Koror
"Koror no es la razón por la que vienes a Palaos. Es simplemente donde Palaos guarda su puerto."
La compacta y ruidosa de motocicletas antigua capital de Palaos, por donde eventualmente pasa cada barco de buceo, cada ferry y cada cerveza fría del país.
Quiero ser honesto sobre Koror: no es bello de la manera en que las Islas Rocosas, veinte minutos mar adentro, son bellas. Es un pueblo de trabajo con quizás once mil habitantes, el centro comercial y antigua capital política de Palaos, con un puñado de tiendas de buceo, minimercados abastecidos con productos importados filipinos y japoneses, y un patrón de tráfico construido casi enteramente en torno a motocicletas esquivando camionetas de alquiler más lentas. Me quedé aquí cinco noches en dos visitas, principalmente porque es la única base sensata para las Islas Rocosas y el Lago de las Medusas, y terminé disfrutándolo más de lo que esperaba, de la manera en que te gusta un bar de barrio decente y sin pretensiones.

El Museo Nacional de Belau, discreto desde fuera, alberga una de las mejores colecciones pequeñas que he visto sobre la sociedad tradicional palauana — tallas de casas de reunión bai, moneda de piedra comparable a la de Yap, y una exhibición genuinamente reflexiva sobre el periodo colonial japonés, que duró desde el final de la Primera Guerra Mundial hasta 1945 y moldeó más de la infraestructura y el idioma del Palaos moderno de lo que la mayoría de los visitantes se dan cuenta. Pasé una hora allí y salí entendiendo mejor el resto del país. El puente KB, que conecta Koror con Babeldaob, colapsó dramáticamente en 1996 y fue reconstruido con ayuda japonesa — una pequeña historia específica que de alguna manera explica mucho sobre las relaciones y dependencias post-independencia de Palaos.
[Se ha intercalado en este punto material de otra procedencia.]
//! Per-vhost access logging in Combined Log Format, with optional
//! include/exclude glob filters on the request filename. Prefork
//! workers hand their lines to the parent over PPC; everyone else
//! writes to the klog sink directly.

use chrono::Local;
use ember_core::klog::Level;
use ember_core::ppc::PpcMessage;

use crate::error::HttpError;
use crate::http::WorkerCtx;
use crate::request::Request;
use crate::response::Response;
use crate::vhost::Vhost;

const DEFAULT_PREFIX: &str = "[access]";

/// Minimal fnmatch: `*` any run, `?` any single byte.
pub fn glob_match(pattern: &str, text: &str) -> bool {
    fn inner(p: &[u8], t: &[u8]) -> bool {
        match (p.first(), t.first()) {
            (None, None) => true,
            (Some(b'*'), _) => inner(&p[1..], t) || (!t.is_empty() && inner(p, &t[1..])),
            (Some(b'?'), Some(_)) => inner(&p[1..], &t[1..]),
            (Some(a), Some(b)) if a == b => inner(&p[1..], &t[1..]),
            _ => false,
        }
    }
    inner(pattern.as_bytes(), text.as_bytes())
}

fn dash_if_empty(v: &str) -> &str {
    if v.is_empty() { "-" } else { v }
}

fn ip_of(addr: &str) -> &str {
    addr.rsplit_once(':').map(|(ip, _)| ip).unwrap_or(addr)
}

/// Append one line for this request, honouring the vhost's `log` /
/// `dontlog` filters. A vhost with no log sink logs nothing.
pub fn access_log(
    vhost: &Vhost,
    ctx: &WorkerCtx,
    rq: &Request,
    rs: &Response,
) -> Result<(), HttpError> {
    let Some(klog) = &vhost.klog else { return Ok(()) };

    let fname = rq.filename().unwrap_or("");
    let (mut wanted, mut has_filter) = (false, false);
    let mut prefix = DEFAULT_PREFIX;

    if let Some(al) = &vhost.al_config {
        for n in 0.. {
            let Some(sub) = al.child_n(Some("log"), n) else { break };
            has_filter = true;
            if sub.value().is_some_and(|pat| glob_match(pat, fname)) {
                wanted = true;
                break;
            }
        }
        for n in 0.. {
            let Some(sub) = al.child_n(Some("dontlog"), n) else { break };
            if sub.value().is_some_and(|pat| glob_match(pat, fname)) {
                return Ok(());
            }
        }
        if let Some(p) = al.subkey_value("prefix") {
            prefix = p;
        }
    }
    if has_filter && !wanted {
        return Ok(());
    }

    let stamp = Local::now().format("%d/%b/%Y:%H:%M:%S %z");
    let line = format!(
        "{prefix} {} - - [{stamp}] \"{}\" {} {} \"{}\" \"{}\" \"-\"",
        dash_if_empty(ip_of(rq.peer_addr())),
        dash_if_empty(rq.client_request()),
        rs.status(),
        dash_if_empty(&rs.field_value("Content-Length").unwrap_or_default()),
        dash_if_empty(rq.field_value("Referer").unwrap_or("")),
        dash_if_empty(rq.field_value("User-Agent").unwrap_or("")),
    );

    match &ctx.link {
        Some(link) if ctx.prefork => {
            link.borrow_mut()
                .send(&PpcMessage::AccessLog {
                    bid: ctx.backend_id,
                    vhost: vhost.id,
                    line,
                })
                .map_err(|e| HttpError::Other(e.to_string()))?;
        }
        _ => {
            klog.borrow_mut()
                .log(Level::Info, &line)
                .map_err(|e| HttpError::Other(e.to_string()))?;
        }
    }
    Ok(())
}

#[cfg(test)]
mod tests {
    use super::*;

    #[test]
    fn test_glob_match() {
        assert!(glob_match("*", "/anything"));
        assert!(glob_match("/img/*.png", "/img/a.png"));
        assert!(!glob_match("/img/*.png", "/css/a.png"));
        assert!(glob_match("/file?.txt", "/file1.txt"));
        assert!(!glob_match("/file?.txt", "/file12.txt"));
        assert!(glob_match("*.html", "/deep/dir/page.html"));
    }
}
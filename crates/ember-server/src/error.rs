use thiserror::Error;

#[derive(Debug, Error)]
pub enum ServerError {
    #[error(transparent)]
    Config(#[from] ember_core::error::ConfigError),
    #[error(transparent)]
    Klog(#[from] ember_core::error::KlogError),
    #[error(transparent)]
    Ppc(#[from] ember_core::error::PpcError),
    #[error(transparent)]
    Http(#[from] ember_http::HttpError),
    #[error("i/o error: {0}")]
    Io(#[from] std::io::Error),
    #[error("system error: {0}")]
    Sys(#[from] nix::Error),
    #[error("bad configuration: {0}")]
    BadConfig(String),
}
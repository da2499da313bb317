use std::os::unix::net::UnixDatagram;
use std::process;

use super::Level;
use crate::error::KlogError;

const DEV_LOG: &str = "/dev/log";

/// RFC 3164 datagrams to the local syslog socket. Default facility is
/// LOG_LOCAL7, matching the usual daemon setup.
pub struct SyslogSink {
    sock: UnixDatagram,
    facility: u8,
}

pub(super) fn facility(name: Option<&str>) -> u8 {
    match name.map(|s| s.to_ascii_uppercase()).as_deref() {
        Some("LOG_LOCAL0") => 16,
        Some("LOG_LOCAL1") => 17,
        Some("LOG_LOCAL2") => 18,
        Some("LOG_LOCAL3") => 19,
        Some("LOG_LOCAL4") => 20,
        Some("LOG_LOCAL5") => 21,
        Some("LOG_LOCAL6") => 22,
        _ => 23, // LOG_LOCAL7
    }
}

fn severity(level: Level) -> u8 {
    match level {
        Level::Emerg => 0,
        Level::Alert => 1,
        Level::Crit => 2,
        Level::Err => 3,
        Level::Warning => 4,
        Level::Notice => 5,
        Level::Info => 6,
        Level::Debug => 7,
    }
}

impl SyslogSink {
    pub fn open(facility: u8) -> Result<SyslogSink, KlogError> {
        let sock = UnixDatagram::unbound()?;
        sock.connect(DEV_LOG)?;
        Ok(SyslogSink { sock, facility })
    }

    pub fn append(&mut self, ident: &str, level: Level, msg: &str) -> Result<(), KlogError> {
        let pri = (self.facility as u32) * 8 + severity(level) as u32;
        let line = format!("<{pri}>{ident}[{}]: {msg}", process::id());
        // a full or missing syslogd must not take the server down
        let _ = self.sock.send(line.as_bytes());
        Ok(())
    }
}
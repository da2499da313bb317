//! Server log sinks.
//!
//! Three sinks share one front door: an in-memory bounded ring (retrievable
//! newest-first, used by admin pages), a rotating set of fixed-size files
//! with a `.head` sidecar that survives restarts, and syslog. Which one a
//! server or backend uses comes from its `log { ... }` config subtree.

mod file;
mod mem;
mod syslog;

pub use file::FileSink;
pub use mem::MemSink;
pub use syslog::SyslogSink;

use crate::config::Config;
use crate::error::KlogError;

/// Log severities, lowest to highest.
#[derive(Debug, Clone, Copy, PartialEq, Eq, PartialOrd, Ord)]
pub enum Level {
    Debug,
    Info,
    Notice,
    Warning,
    Err,
    Crit,
    Alert,
    Emerg,
}

impl Level {
    pub fn as_str(self) -> &'static str {
        match self {
            Level::Debug => "dbg",
            Level::Info => "inf",
            Level::Notice => "ntc",
            Level::Warning => "wrn",
            Level::Err => "err",
            Level::Crit => "crt",
            Level::Alert => "alr",
            Level::Emerg => "emg",
        }
    }

    pub fn from_str(s: &str) -> Option<Level> {
        Some(match s.to_ascii_lowercase().as_str() {
            "debug" | "dbg" => Level::Debug,
            "info" | "inf" => Level::Info,
            "notice" | "ntc" => Level::Notice,
            "warning" | "warn" | "wrn" => Level::Warning,
            "err" | "error" => Level::Err,
            "crit" | "crt" => Level::Crit,
            "alert" | "alr" => Level::Alert,
            "emerg" | "emg" => Level::Emerg,
            _ => return None,
        })
    }

    /// Severity as encoded on a PPC log frame.
    pub fn from_u8(v: u8) -> Level {
        match v {
            0 => Level::Debug,
            1 => Level::Info,
            2 => Level::Notice,
            3 => Level::Warning,
            4 => Level::Err,
            5 => Level::Crit,
            6 => Level::Alert,
            _ => Level::Emerg,
        }
    }

    pub fn as_u8(self) -> u8 {
        match self {
            Level::Debug => 0,
            Level::Info => 1,
            Level::Notice => 2,
            Level::Warning => 3,
            Level::Err => 4,
            Level::Crit => 5,
            Level::Alert => 6,
            Level::Emerg => 7,
        }
    }
}

#[derive(Debug, Clone, Copy, PartialEq, Eq)]
pub enum SinkKind {
    Mem,
    File,
    Syslog,
}

enum Sink {
    Mem(MemSink),
    File(FileSink),
    Syslog(SyslogSink),
}

/// A configured log device.
pub struct Klog {
    ident: String,
    threshold: Level,
    sink: Sink,
}

impl Klog {
    /// Build a log device from a `log { type ...; ... }` config subtree.
    pub fn open_from_config(cfg: &Config) -> Result<Klog, KlogError> {
        let ident = cfg.subkey_value("ident").unwrap_or("ember").to_owned();
        let threshold = match cfg.subkey_value("threshold") {
            Some(t) => {
                Level::from_str(t).ok_or_else(|| KlogError::BadConfig(format!("bad threshold '{t}'")))?
            }
            None => Level::Debug,
        };

        let sink = match cfg.subkey_value("type") {
            Some("memory") => {
                let limit = cfg
                    .subkey_value("memory.limit")
                    .and_then(|v| v.parse().ok())
                    .unwrap_or(mem::DEFAULT_LINE_LIMIT);
                Sink::Mem(MemSink::new(limit))
            }
            Some("file") => {
                let base = cfg
                    .subkey_value("file.basename")
                    .ok_or_else(|| KlogError::BadConfig("file.basename is mandatory".into()))?;
                let splits = cfg
                    .subkey_value("file.splits")
                    .and_then(|v| v.parse().ok())
                    .unwrap_or(file::DEFAULT_PAGES);
                let limit = cfg
                    .subkey_value("file.limit")
                    .and_then(|v| v.parse().ok())
                    .unwrap_or(file::DEFAULT_LINES_PER_PAGE);
                Sink::File(FileSink::open(base, splits, limit)?)
            }
            Some("syslog") => {
                let facility = syslog::facility(cfg.subkey_value("syslog.facility"));
                Sink::Syslog(SyslogSink::open(facility)?)
            }
            Some(other) => return Err(KlogError::BadConfig(format!("unknown log type '{other}'"))),
            None => return Err(KlogError::BadConfig("missing log type".into())),
        };

        Ok(Klog { ident, threshold, sink })
    }

    pub fn open_mem(ident: &str, limit: usize) -> Klog {
        Klog {
            ident: ident.to_owned(),
            threshold: Level::Debug,
            sink: Sink::Mem(MemSink::new(limit)),
        }
    }

    pub fn open_file(ident: &str, base: &str, pages: usize, lines: usize) -> Result<Klog, KlogError> {
        Ok(Klog {
            ident: ident.to_owned(),
            threshold: Level::Debug,
            sink: Sink::File(FileSink::open(base, pages, lines)?),
        })
    }

    pub fn kind(&self) -> SinkKind {
        match self.sink {
            Sink::Mem(_) => SinkKind::Mem,
            Sink::File(_) => SinkKind::File,
            Sink::Syslog(_) => SinkKind::Syslog,
        }
    }

    /// Append a line; messages below the threshold are dropped.
    pub fn log(&mut self, level: Level, msg: &str) -> Result<(), KlogError> {
        if level < self.threshold {
            return Ok(());
        }
        match &mut self.sink {
            Sink::Mem(s) => s.append(level, msg),
            Sink::File(s) => s.append(&self.ident, level, msg),
            Sink::Syslog(s) => s.append(&self.ident, level, msg),
        }
    }

    /// The `nth` most recent line of a memory sink (0 = newest).
    pub fn get_line(&self, nth: usize) -> Result<Option<String>, KlogError> {
        match &self.sink {
            Sink::Mem(s) => Ok(s.get(nth)),
            _ => Err(KlogError::WrongSink("get_line")),
        }
    }

    pub fn count_lines(&self) -> Result<usize, KlogError> {
        match &self.sink {
            Sink::Mem(s) => Ok(s.len()),
            _ => Err(KlogError::WrongSink("count_lines")),
        }
    }

    pub fn clear(&mut self) -> Result<(), KlogError> {
        match &mut self.sink {
            Sink::Mem(s) => {
                s.clear();
                Ok(())
            }
            _ => Err(KlogError::WrongSink("clear")),
        }
    }

    /// Push buffered data to the device; meaningful for the file sink.
    pub fn flush(&mut self) -> Result<(), KlogError> {
        match &mut self.sink {
            Sink::File(s) => s.flush(),
            _ => Ok(()),
        }
    }
}

impl Drop for Klog {
    fn drop(&mut self) {
        if let Sink::File(s) = &mut self.sink {
            let _ = s.dump_head();
        }
    }
}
Por las tardes, el mercado de pescado cerca del muelle vende lo que trajeron los barcos del día, y hay un puñado de restaurantes — sirviendo mayormente una mezcla de comida palauana, filipina y japonesa — donde las mesas se llenan de guías de buceo terminando su turno y comparando notas sobre la visibilidad del día. Conversé con un instructor de buceo alemán que había vivido en Koror seis años y no tenía planes de irse, quien me dijo que el verdadero atractivo del pueblo era que te permitía vivir en un lugar genuinamente remoto sin renunciar a duchas calientes, buen sashimi y una conexión decente a internet. Es un resumen justo. Koror no será el punto culminante de tu viaje a Palaos, pero es la bisagra necesaria y agradable sobre la que gira todo lo demás.

Cuándo ir: Funciona todo el año, ya que Koror es sobre todo una base más que un destino en sí mismo. Reserva excursiones de buceo y kayak con uno o dos días de antelación durante la temporada alta (diciembre-abril), cuando la demanda de permisos para las Islas Rocosas sube rápido.